WOGA: e lo yoga profuma di cloro

Molte delle attività che solitamente si svolgono a terra una volta portate in acqua acquistano tutto un altro fascino. 

E oltre ad essere più leggere e dolci ma non per questo meno efficaci conquistano una considerevole fetta di sportivi amanti delle novità.

Era già toccato all’aerobica e allo spinning, al pilates e allo shiatsu avere il proprio alter ego acquatico: l’acquagym, l’hidrobike, l’acquapilates e lo watsu spopolano da molto tempo.

Più recentemente è toccato anche allo yoga tuffarsi in piscina e trasformarsi in Woga (dalla sincronia “water + yoga).

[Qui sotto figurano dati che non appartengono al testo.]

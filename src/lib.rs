pub mod actions;
pub mod config;
pub mod db;
pub mod error;
pub mod models;
pub mod routes;
pub mod state;
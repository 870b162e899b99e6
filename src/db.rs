pub mod connection;
pub mod executor;
pub mod migrations;
pub mod schema;
pub mod seed;

use serde::Serialize;

pub use connection::{check_connection_string, BackendMode, CheckStatus, ConnectionCheck, Db};

use crate::error::{DbError, DbResult};
use migrations::MigrationReport;
use seed::SeedReport;

#[derive(Clone, Debug, Serialize)]
pub struct Bootstrap {
    pub mode: BackendMode,
    pub migrations: MigrationReport,
    pub seed: Option<SeedReport>,
}

/// Creates the base tables, applies pending migrations and, when `seed` is
/// set, fills empty tables with the sample dataset. Safe to repeat.
pub async fn bootstrap(db: &Db, seed: bool) -> DbResult<Bootstrap> {
    if !schema::initialize(db).await {
        return Err(DbError::Schema);
    }
    let migrations = migrations::migrate(db).await?;
    let seed = if seed {
        Some(seed::seed_if_empty(db).await?)
    } else {
        None
    };
    Ok(Bootstrap {
        mode: db.mode(),
        migrations,
        seed,
    })
}

/// Drops every table and the helper view, then bootstraps from scratch.
pub async fn reset(db: &Db, seed: bool) -> DbResult<Bootstrap> {
    if !schema::drop_all(db).await {
        return Err(DbError::Schema);
    }
    bootstrap(db, seed).await
}
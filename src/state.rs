use crate::config::AppConfig;
use crate::db::Db;

#[derive(Clone)]
pub struct AppState {
    pub db: Db,
    pub config: AppConfig,
}

impl AppState {
    pub fn new(db: Db, config: AppConfig) -> Self {
        Self { db, config }
    }
}
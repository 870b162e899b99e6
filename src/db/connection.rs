use std::{fs, path::Path, str::FromStr, time::Duration};

use serde::Serialize;
use sqlx::sqlite::{SqliteConnectOptions, SqliteJournalMode, SqlitePoolOptions};
use sqlx::SqlitePool;

use crate::config::{DbConfig, RetryPolicy};
use crate::error::{DbError, DbResult};

pub const HEALTH_CHECK_TIMEOUT: Duration = Duration::from_secs(5);

/// Which backend a [`Db`] handle talks to. Chosen once, at construction.
#[derive(Clone, Copy, Debug, PartialEq, Eq, Serialize)]
#[serde(rename_all = "snake_case")]
pub enum BackendMode {
    Connected,
    Fixture,
}

#[derive(Clone, Debug)]
pub struct Db {
    pool: SqlitePool,
    mode: BackendMode,
    retry: RetryPolicy,
}

impl Db {
    /// Opens the configured database, or the seeded in-memory fixture store when
    /// no database is configured or it cannot be reached.
    pub async fn connect(config: &DbConfig) -> DbResult<Self> {
        match config.database_url.as_deref() {
            Some(url) => match Self::open(url, config.max_connections, config.retry).await {
                Ok(db) => {
                    log::info!("Connected to database {}", display_url(url));
                    return Ok(db);
                }
                Err(err) => {
                    log::warn!("Database unavailable ({err}). Falling back to the in-memory fixture store.");
                }
            },
            None => {
                log::warn!("DATABASE_URL not set. Using the in-memory fixture store.");
            }
        }

        Self::fixture(config.retry).await
    }

    pub async fn open(url: &str, max_connections: u32, retry: RetryPolicy) -> DbResult<Self> {
        ensure_sqlite_dir(url).map_err(|err| DbError::Connection(err.to_string()))?;

        let options = connect_options(url)?
            .create_if_missing(true)
            .journal_mode(SqliteJournalMode::Wal)
            .busy_timeout(Duration::from_secs(5));

        let pool = SqlitePoolOptions::new()
            .max_connections(max_connections.max(1))
            .acquire_timeout(Duration::from_secs(10))
            .connect_with(options)
            .await
            .map_err(|err| DbError::Connection(err.to_string()))?;

        sqlx::query("SELECT 1")
            .execute(&pool)
            .await
            .map_err(|err| DbError::Connection(err.to_string()))?;

        Ok(Self {
            pool,
            mode: BackendMode::Connected,
            retry,
        })
    }

    /// An empty in-memory database in fixture mode. Lives as long as the pool.
    pub async fn in_memory(retry: RetryPolicy) -> DbResult<Self> {
        let options = connect_options("sqlite::memory:")?;
        let pool = SqlitePoolOptions::new()
            .max_connections(1)
            .min_connections(1)
            .idle_timeout(None)
            .max_lifetime(None)
            .connect_with(options)
            .await
            .map_err(|err| DbError::Connection(err.to_string()))?;

        Ok(Self {
            pool,
            mode: BackendMode::Fixture,
            retry,
        })
    }

    /// In-memory database with the schema applied and the sample dataset loaded.
    pub async fn fixture(retry: RetryPolicy) -> DbResult<Self> {
        let db = Self::in_memory(retry).await?;
        super::bootstrap(&db, true).await?;
        Ok(db)
    }

    pub fn mode(&self) -> BackendMode {
        self.mode
    }

    pub fn retry_policy(&self) -> RetryPolicy {
        self.retry
    }

    pub fn pool(&self) -> &SqlitePool {
        &self.pool
    }

    /// True when the handle answers a trivial query.
    pub async fn ensure_connection(&self) -> bool {
        sqlx::query("SELECT 1").execute(&self.pool).await.is_ok()
    }

    pub async fn close(&self) {
        self.pool.close().await;
    }
}

#[derive(Clone, Copy, Debug, PartialEq, Eq, Serialize)]
#[serde(rename_all = "snake_case")]
pub enum CheckStatus {
    Ok,
    Missing,
    Invalid,
    Unreachable,
}

#[derive(Clone, Debug, Serialize)]
pub struct ConnectionCheck {
    pub status: CheckStatus,
    pub message: String,
}

/// Validates a connection string without touching the application's pool.
pub async fn check_connection_string(url: Option<&str>) -> ConnectionCheck {
    let Some(url) = url else {
        return ConnectionCheck {
            status: CheckStatus::Missing,
            message: "DATABASE_URL is not set; the in-memory fixture store is in use.".to_string(),
        };
    };

    let options = match connect_options(url) {
        Ok(options) => options,
        Err(err) => {
            return ConnectionCheck {
                status: CheckStatus::Invalid,
                message: err.to_string(),
            }
        }
    };

    let probe = async {
        let pool = SqlitePoolOptions::new()
            .max_connections(1)
            .connect_with(options)
            .await?;
        let result = sqlx::query_scalar::<_, i64>("SELECT 1").fetch_one(&pool).await;
        pool.close().await;
        result
    };

    match tokio::time::timeout(HEALTH_CHECK_TIMEOUT, probe).await {
        Ok(Ok(_)) => ConnectionCheck {
            status: CheckStatus::Ok,
            message: format!("Connected to {}", display_url(url)),
        },
        Ok(Err(err)) => ConnectionCheck {
            status: CheckStatus::Unreachable,
            message: err.to_string(),
        },
        Err(_) => ConnectionCheck {
            status: CheckStatus::Unreachable,
            message: format!(
                "Timed out after {}s connecting to {}",
                HEALTH_CHECK_TIMEOUT.as_secs(),
                display_url(url)
            ),
        },
    }
}

fn connect_options(url: &str) -> DbResult<SqliteConnectOptions> {
    if !url.starts_with("sqlite:") {
        return Err(DbError::Connection(format!(
            "unsupported database url {}: expected a sqlite: url",
            display_url(url)
        )));
    }
    let options = SqliteConnectOptions::from_str(url)
        .map_err(|err| DbError::Connection(format!("invalid database url: {err}")))?;
    Ok(options.foreign_keys(true))
}

fn display_url(url: &str) -> &str {
    url.split('?').next().unwrap_or(url)
}

pub fn ensure_sqlite_dir(db_url: &str) -> std::io::Result<()> {
    let path = if let Some(path) = db_url.strip_prefix("sqlite://") {
        Some(path)
    } else if let Some(path) = db_url.strip_prefix("sqlite:") {
        Some(path)
    } else {
        None
    };

    let Some(path) = path else {
        return Ok(());
    };

    let path = path.split('?').next().unwrap_or(path);
    if path == ":memory:" || path.is_empty() {
        return Ok(());
    }

    let path = path.strip_prefix("file:").unwrap_or(path);
    if let Some(parent) = Path::new(path).parent() {
        fs::create_dir_all(parent)?;
    }
    Ok(())
}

Come molte delle discipline innovative anche il Woga arriva dall’America e più precisamente dalla California, patria del fitness e del benessere a opera del terapista Harold Dull circa 10 anni fa.

Le posizioni Yoga (Asana) si adattano benissimo all’ambiente acquatico: il  passaggio da un gesto all’altro deve essere fluido e controllato, la maggiore densità dell’acqua lo favorisce perché permette un miglior controllo del proprio corpo. In più addolcisce i movimenti, agevola l’allungamento dei muscoli, lo scioglimento delle tensioni, sblocca le articolazioni e migliora le capacità di rilassamento e concentrazione.

 

Servono abilità particolari per praticarlo?

Assolutamente no.

Non è indispensabile saper nuotare. L’attività si svolge in piedi con l’acqua che arriva alla vita o all’altezza delle spalle. I movimenti “seduto” si eseguono nella parte bassa della vasca mentre le posizioni “distese” vengono eseguite in sospensione tramite supporti galleggianti (manubri, collari, cuscini galleggianti o tubi).

 

Come avvengono le lezioni?

La lezione viene effettuata in acqua calda, a un temperatura di circa 33°C e ha una durata della lezione solitamente varia dai 30 ai 45 minuti. La prima parte – di circa 10 minuti – è dedicata ad esercizi specifici per la respirazione al fine di preparare il corpo e la mente alla pratica delle Asana. Le lezioni si possono effettuare singolarmente oppure in gruppo.

 

Quali sono i benefici?

L’attività in acqua: 

  • annulla quasi completamente il carico articolare
  • dà la possibilità di assumere Asana impossibili a terra e mantenerle più a lungo
  • facilita l’estensione dei movimenti, l’equilibrio e la concentrazione sulla respirazione (Pranayama)
  • i suoni sono attenuati, si assapora il silenzio o la musica di sottofondo, i momenti delicati e leggeri aiutano a rilassare la mente e a ritrovare il giusto equilibrio psico-fisico
  • Stare immersi allontana le tensioni negative, previene lo stress e l’ansia

 

Chi può praticarlo?

Tutti. Ma in particolare è consigliato a:

  • donne in gravidanza. Aiuta le future mamme a rilassarsi prevenendo eventuali affaticamenti alla colonna vertebrale tipici dei nove mesi di gestazione. 
  • persone di terza età. Il carico articolare ridotto permette anche a soggetti avanti con gli anni di eseguire esercizi spesso troppo invasivi a terra. 
  • soggetti che hanno subito traumi o interventi chirurgici e che necessitano di un periodo di riabilitazione. 
  • persone in soprappeso che avrebbero difficoltà a svolgere un’attività corretta fisica a terra.